TRE do Piauí desaprova contas do Diretório Estadual do partido Unidade Popular de 2023
A decisão foi proferida nessa segunda-feira (1º), em sessão judiciária ordinária conduzida pelo presidente da Corte, desembargador Ricardo Gentil Eulálio Dantas.O Tribunal Regional Eleitoral do Piauí (TRE-PI) desaprovou as contas do Diretório Estadual do partido Unidade Popular (UP) referentes ao exercício financeiro de 2023 diante de diversas irregularidades. A decisão foi proferida nessa segunda-feira (1º), em sessão judiciária ordinária conduzida pelo presidente da Corte, desembargador Ricardo Gentil Eulálio Dantas.
A medida seguiu o parecer do Procurador Regional Eleitoral, Kelston Pinheiro Lages, e o posicionamento do relator do processo, juiz José Maria Araújo Costa.
Irregularidades apontadas pelo TRE-PI
A desaprovação decorre de irregularidades constatadas pela unidade técnica do TRE-PI, tais como ausência de comprovante de remessa à Receita Federal da escrituração contábil; ausência de registro de despesas ordinárias (água, energia, telefone, internet) para a manutenção da sede partidária e falta de registro de doações estimáveis em dinheiro relativas a serviços advocatícios.
Também foi identificada ausência da certidão de regularidade do profissional de contabilidade, divergência/omissão de receita no valor de R$ 30,00 (trinta reais) caracterizando recebimento de recursos de origem não identificada e falta de documentos fiscais e/ou comprovação bancária de pagamento para despesas que totalizam R$ 1.965,62, violando o dever de comprovação dos gastos.
A Corte informou que os dirigentes do partido, Pedro Laurentino Reis Pereira e José Santiago Belizario, foram intimados para corrigir as falhas encontradas, mas não se manifestaram e tampouco resolveram as irregularidades integralmente.

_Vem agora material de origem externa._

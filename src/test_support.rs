//! Deterministic ids and clocks for unit tests

use std::sync::atomic::{AtomicU64, Ordering};

use chrono::{DateTime, TimeZone, Utc};

use crate::calc::{Clock, IdGenerator};
use crate::db::Database;

/// Ids of the form `<prefix>-1`, `<prefix>-2`, ...
pub struct SequentialIds {
    prefix: String,
    next: AtomicU64,
}

impl SequentialIds {
    pub fn new(prefix: &str) -> Self {
        Self {
            prefix: prefix.to_string(),
            next: AtomicU64::new(1),
        }
    }
}

impl IdGenerator for SequentialIds {
    fn next_id(&self) -> String {
        let n = self.next.fetch_add(1, Ordering::SeqCst);
        format!("{}-{}", self.prefix, n)
    }
}

/// Clock frozen at one instant
pub struct FixedClock(DateTime<Utc>);

impl FixedClock {
    /// Parse an RFC 3339 timestamp
    pub fn at(ts: &str) -> Self {
        let parsed = DateTime::parse_from_rfc3339(ts).unwrap();
        Self(parsed.with_timezone(&Utc))
    }
}

impl Default for FixedClock {
    fn default() -> Self {
        Self(Utc.with_ymd_and_hms(2026, 1, 15, 9, 30, 0).unwrap())
    }
}

impl Clock for FixedClock {
    fn now(&self) -> DateTime<Utc> {
        self.0
    }
}

/// In-memory database with every migration applied
pub fn migrated_db() -> Database {
    let db = Database::in_memory().unwrap();
    db.with_conn(crate::db::migrations::run_migrations).unwrap();
    db
}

O juiz José Maria pontuou, em seu voto, que o valor das irregularidades encontradas na prestação de contas da legenda corresponde a aproximadamente 92,25% do total de recursos arrecadados pelo partido. O percentual foi considerado “expressivo” a tal ponto que impede a aplicação dos princípios da razoabilidade e da proporcionalidade.
Por isso, além de desaprovar as contas, o magistrado ainda determinou a devolução de R$ 30,00 referente aos recursos de origem não identificada.